Die Geschichte der Capoeira
Entwicklung bzw. Aufspaltung
in Capoeira Regional und Capoeira Angola


Capoeira wurde in Brasilien während der Kolonialzeit, dem Kaiserreich, der Monarchie und der ersten Republik (1889-1930) verboten und verfolgt. Trotz des Verbotes wurden in Salvador/ Bahia von Mestre Bimba und Mestre Pastinha die ersten Capoeira-Schulen (Academias) gegründet. Diese wurden im Laufe der Zeit stillschweigend geduldet.
Die alten Mestres
Mestre Bimba Mestre Bimba (1900-1974)

Mestre Bimba (Manoel dos Reis Machado), ein ehemaliger Zimmermann und Pferdetrainer mit einer starken und integeren Persönlichkeit, der als Capoeira-Lehrer arbeitete, gründete 1932 als erster Meister eine Akademie. Er kam in den 30er Jahren in Rio mit orientalischen und fernöstlichen Kampfsportarten in Berührung und integrierte Elemente aus ihnen in die traditionelle Form der Capoeira.

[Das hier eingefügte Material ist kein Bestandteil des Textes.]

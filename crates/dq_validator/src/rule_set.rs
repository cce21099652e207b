//! Ordered, uniquely named collection of rules.

use crate::{
    CompletenessRule, FlagConsistencyRule, KeyUniquenessRule, RangeRule, Rule, RuleSetError,
};
use dq_core::{RulesConfig, SCHEMA_ENTRY};
use std::sync::Arc;

/// The rules evaluated by one validation run.
///
/// Built once and shared read-only; cloning only bumps reference counts.
#[derive(Clone, Default)]
pub struct RuleSet {
    rules: Vec<Arc<dyn Rule>>,
}

impl RuleSet {
    /// Creates an empty rule set.
    pub fn new() -> Self {
        Self::default()
    }

    /// The built-in rule set: completeness and flag consistency.
    pub fn default_rules() -> Self {
        Self {
            rules: vec![
                Arc::new(CompletenessRule::new()),
                Arc::new(FlagConsistencyRule::new()),
            ],
        }
    }

    /// Builds the rule set described by a configuration.
    pub fn from_config(config: &RulesConfig) -> Result<Self, RuleSetError> {
        let mut rule_set = Self::new();

        if config.completeness.enabled {
            rule_set.push(CompletenessRule::with_expected_row_count(
                config.completeness.expected_row_count,
            ))?;
        }
        if config.flag_consistency.enabled {
            rule_set.push(FlagConsistencyRule::new())?;
        }
        if config.key_uniqueness.enabled {
            rule_set.push(KeyUniquenessRule::new())?;
        }
        for range in &config.ranges {
            rule_set.push(RangeRule::from(range))?;
        }

        Ok(rule_set)
    }

    /// Adds a rule, rejecting duplicate and reserved names.
    pub fn push(&mut self, rule: impl Rule + 'static) -> Result<(), RuleSetError> {
        self.push_shared(Arc::new(rule))
    }

    /// Adds an already shared rule.
    pub fn push_shared(&mut self, rule: Arc<dyn Rule>) -> Result<(), RuleSetError> {
        let name = rule.name();
        if name == SCHEMA_ENTRY {
            return Err(RuleSetError::reserved());
        }
        if self.rules.iter().any(|r| r.name() == name) {
            return Err(RuleSetError::duplicate(name));
        }
        self.rules.push(rule);
        Ok(())
    }

    /// Builder-style [`push`](Self::push).
    pub fn with_rule(mut self, rule: impl Rule + 'static) -> Result<Self, RuleSetError> {
        self.push(rule)?;
        Ok(self)
    }

    pub fn iter(&self) -> impl Iterator<Item = &Arc<dyn Rule>> {
        self.rules.iter()
    }

    pub fn len(&self) -> usize {
        self.rules.len()
    }

    pub fn is_empty(&self) -> bool {
        self.rules.is_empty()
    }

    /// Rule names in evaluation order.
    pub fn names(&self) -> Vec<&str> {
        self.rules.iter().map(|r| r.name()).collect()
    }
}

impl std::fmt::Debug for RuleSet {
    fn fmt(&self, f: &mut std::fmt::Formatter<'_>) -> std::fmt::Result {
        f.debug_struct("RuleSet")
            .field("rules", &self.names())
            .finish()
    }
}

Mestre Bimba Er sah in der Weiterentwicklung der Capoeira die einzige Möglichkeit ihres Weiterlebens, als Reaktion auf die in den 20er Jahren heruntergekommene und desolate Capoeira, wie sie zum Teil auf den Straßen gespielt wurde. Er wollte der Capoeira ihre alter Schlagkraft zurückgeben. Nachdem er die politischen Machthaber vom kulturellen Wert der Capoeira überzeugen konnte, indem er eine Demonstration des Kampfspiels präsentierte, erhielt er 1936 eine offizielle Lizenz vom Ministerium für Erziehung und öffentliche Gesundheit und seine Schule wurde unter dem Namen "Centro de Cultura Física Regional" (Zentrum der regionalen Köperkultur) eingetragen. Dadurch wurde auch der Name seines Stils geprägt, welcher den neuen Verhältnissen Mestre Bimba im Land angepasst unter dem Namen Capoeira Regional bekannt wurde.

Mestre Bimba wurde so der erste Meister, der offiziell eine formelle Capoeira-Schule gründete, und einen Versportungsprozess der Capoeira in Gang brachte. Durch seine Neuerungen erhielt Capoeira zu erstenmal anerkannte Bedeutung, verlor dabei aber Merkmale der spontanen Volkserscheinung.



Mestre Pastinha Mestre Pastinha (1889-1981)

Mestre Pastinha (Vicente Ferreira Pastinha) gründet seine Schule 1941, auch als Reaktion auf Capoeira Regional, um die die traditionellen Werte der Capoeira weiterleben zu lassen. Mestre Pastinha Er nannte seine Akademie deshalb auch "Centro Esportivo de Capoeira Angola" (Sportzentrum der Capoeira Angola).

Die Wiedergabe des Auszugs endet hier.